EU foreign policy chief Catherine Ashton, who is leading the negotiations, urged Iran to quickly respond to the offer because "we need to see the progress necessary for the confidence the international community needs."
"I hope the Iranians are looking positively on the proposals we put forward," Ashton said. "I believe in looking at what the results are."
Technical experts for each side will meet in Istanbul in mid-March to discuss the world powers' offer and the high-level diplomats will re-convene again April 5 in Almaty.
Senior U.S. diplomats have described technical expert negotiations as an especially useful and practical forum in which to clarify some of the more complex sticking points.
Off-and-on talks between Iran and the world powers -- the United States, China, Russia, Britain, France and Germany
-- began after the six offered Tehran a series of incentives in 2006 exchange for a commitment from Tehran to stop enrichment and other activities that could be used to develop weapons.
Tehran maintains it is enriching uranium only to make reactor fuel and medical isotopes, and insists it has a right to do so under international law. It has signaled it does not intend to stop, and U.N. nuclear inspectors last week confirmed Iran has begun a major upgrade of its program at the country's main uranium enrichment site.

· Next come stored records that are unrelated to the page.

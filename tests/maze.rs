use key_maze::prelude::*;
use nanorand::{Rng, WyRand};

use std::cmp::Reverse;
use std::collections::{BinaryHeap, HashMap};

fn init_logger() {
    let _ = env_logger::builder().is_test(true).try_init();
}

/// Cheapest cost from `start` to any of `objectives`, by exhaustive Dijkstra
fn reference_cost(maze: &Maze, start: Point, objectives: &PointSet) -> Option<Cost> {
    let mut best = HashMap::new();
    let mut next = BinaryHeap::new();
    best.insert(start, 0);
    next.push(Reverse((0, start)));

    while let Some(Reverse((cost, pos))) = next.pop() {
        if objectives.contains(&pos) {
            return Some(cost);
        }
        if best[&pos] < cost {
            continue;
        }
        for action in Action::all() {
            let Some(other) = action.apply(pos, maze.size()) else {
                continue;
            };
            if maze.is_wall(other) {
                continue;
            }
            let other_cost = cost + maze.cost(other);
            if best.get(&other).map_or(true, |&prev| prev > other_cost) {
                best.insert(other, other_cost);
                next.push(Reverse((other_cost, other)));
            }
        }
    }
    None
}

fn random_maze(rng: &mut WyRand) -> Maze {
    let width = rng.generate_range(3_usize..12);
    let height = rng.generate_range(3_usize..12);

    let mut grid: Vec<Vec<char>> = (0..height)
        .map(|_| {
            (0..width)
                .map(|_| match rng.generate_range(0_u32..20) {
                    0..=5 => 'X',
                    6..=8 => 'M',
                    _ => '.',
                })
                .collect()
        })
        .collect();

    let mut free: Vec<Point> = (0..height)
        .flat_map(|y| (0..width).map(move |x| (x, y)))
        .collect();
    rng.shuffle(&mut free);
    let goal_count = rng.generate_range(1_usize..=3);
    let specials = ['I', 'K'].into_iter().chain(std::iter::repeat('G').take(goal_count));
    for ((x, y), tile) in free.into_iter().zip(specials) {
        grid[y][x] = tile;
    }

    let rows: Vec<String> = grid.into_iter().map(|row| row.into_iter().collect()).collect();
    Maze::new(&rows).unwrap()
}

#[test]
fn shortest_open_path() {
    init_logger();
    let maze = Maze::new(&[
        "XXXXX", //
        "XI..X",
        "X.X.X",
        "X..GX",
        "XXXXX",
    ])
    .unwrap();
    assert_eq!(maze.goals().iter().copied().collect::<Vec<_>>(), vec![(3, 3)]);

    let path = a_star_search(&maze, maze.initial(), maze.goals()).unwrap();

    assert_eq!(path.len(), 4);
    assert_eq!(path.cost, 4);
    assert_eq!(path.tokens().collect::<String>(), "DDRR");
    // reaching the goal is not enough without a key to collect
    assert_eq!(maze.test_solution(&path), (false, 4));
    assert_eq!(solve(&maze), None);
}

#[test]
fn key_before_goal() {
    init_logger();
    let maze = Maze::new(&[
        "XXXXXX", //
        "XIK.GX",
        "X....X",
        "XXXXXX",
    ])
    .unwrap();
    assert_eq!(maze.key(), Some((2, 1)));

    let to_key = a_star_search(&maze, maze.initial(), maze.objectives(false)).unwrap();
    let to_goal = a_star_search(&maze, (2, 1), maze.objectives(true)).unwrap();
    let path = solve(&maze).unwrap();

    assert_eq!(path.len(), to_key.len() + to_goal.len());
    assert_eq!(path.tokens().collect::<String>(), "RRR");

    let replay = maze.replay(&path);
    assert!(replay.valid);
    assert_eq!(replay.cost, 3);
    assert!(replay.key_step.unwrap() < path.len() - 1);
}

#[test]
fn key_forces_detour() {
    init_logger();
    let maze = Maze::new(&[
        "XXXXXXX", //
        "X..K..X",
        "XI...GX",
        "XXXXXXX",
    ])
    .unwrap();

    let direct = a_star_search(&maze, maze.initial(), maze.goals()).unwrap();
    let path = solve(&maze).unwrap();

    assert_eq!(direct.cost, 4);
    assert_eq!(path.cost, 6);
    assert_eq!(maze.test_solution(&path), (true, 6));
    // the direct route never touches the key
    assert_eq!(maze.test_solution(&direct), (false, 4));
}

#[test]
fn enclosed_key() {
    init_logger();
    let maze = Maze::new(&[
        "XXXXXXX", //
        "XI..XXX",
        "X...XKX",
        "X..GXXX",
        "XXXXXXX",
    ])
    .unwrap();

    assert!(a_star_search(&maze, maze.initial(), maze.goals()).is_some());
    assert_eq!(solve(&maze), None);
}

#[test]
fn costly_terrain_detour() {
    init_logger();
    let rows = [
        "XXXXXX", //
        "XIMMGX",
        "X....X",
        "XXXXXX",
    ];

    let maze = Maze::new(&rows).unwrap();
    let path = a_star_search(&maze, maze.initial(), maze.goals()).unwrap();
    assert_eq!(path.tokens().collect::<String>(), "DRRRU");
    assert_eq!(path.cost, 5);

    // without the terrain penalty the direct route wins
    let uniform = Maze::with_config(&rows, MazeConfig::UNIFORM).unwrap();
    let path = a_star_search(&uniform, uniform.initial(), uniform.goals()).unwrap();
    assert_eq!(path.tokens().collect::<String>(), "RRR");
    assert_eq!(path.cost, 3);
}

#[test]
fn start_on_objective() {
    let maze = Maze::new(&["XIGX"]).unwrap();
    let path = a_star_search(&maze, (2, 0), maze.objectives(true)).unwrap();
    assert!(path.is_empty());
    assert_eq!(path.cost, 0);
    assert_eq!(path.to_string(), "Path[Cost = 0]: <empty>");
}

#[test]
fn random_mazes_are_optimal() {
    init_logger();
    let mut rng = WyRand::new_seed(0x6b65795f6d617a65);

    let mut solved = 0;
    for _ in 0..300 {
        let maze = random_maze(&mut rng);
        let key = maze.key().unwrap();

        let to_key = reference_cost(&maze, maze.initial(), maze.objectives(false));
        let to_goal = reference_cost(&maze, key, maze.objectives(true));
        let expected = to_key.zip(to_goal).map(|(a, b)| a + b);

        let leg = a_star_search(&maze, maze.initial(), maze.goals());
        assert_eq!(
            leg.as_ref().map(|p| p.cost),
            reference_cost(&maze, maze.initial(), maze.goals()),
            "{:?}",
            maze
        );

        let path = solve(&maze);
        assert_eq!(path.as_ref().map(|p| p.cost), expected, "{:?}", maze);

        if let Some(path) = path {
            let replay = maze.replay(&path);
            assert!(replay.valid, "{:?} {}", maze, path);
            assert_eq!(replay.cost, path.cost);
            assert!(replay.key_step.is_some());
            solved += 1;
        }
    }
    // make sure the generator is not degenerate
    assert!(solved > 30, "only {} solvable mazes", solved);
}

#[test]
fn batch_matches_single() {
    let mut rng = WyRand::new_seed(7);
    let mazes: Vec<Maze> = (0..50).map(|_| random_maze(&mut rng)).collect();

    let batch = solve_many(&mazes);
    for (maze, path) in mazes.iter().zip(&batch) {
        assert_eq!(&solve(maze), path);
    }

    #[cfg(feature = "parallel")]
    assert_eq!(key_maze::search::solve_many_parallel(&mazes), batch);
}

Iran insists, as a starting point, that world powers must recognize the republic's right to enrich uranium. Tehran also has said shuttering Fordo is out of the question and that Iran first wants the U.N. Security Council to withdraw all of the sanctions it has heaped on the nation.
Iran has been unimpressed with earlier offers by the powers to provide it with medical isotopes and lift sanctions on spare parts for civilian airliners, and new bargaining chips that Tehran sees as minor are likely to be snubbed as well.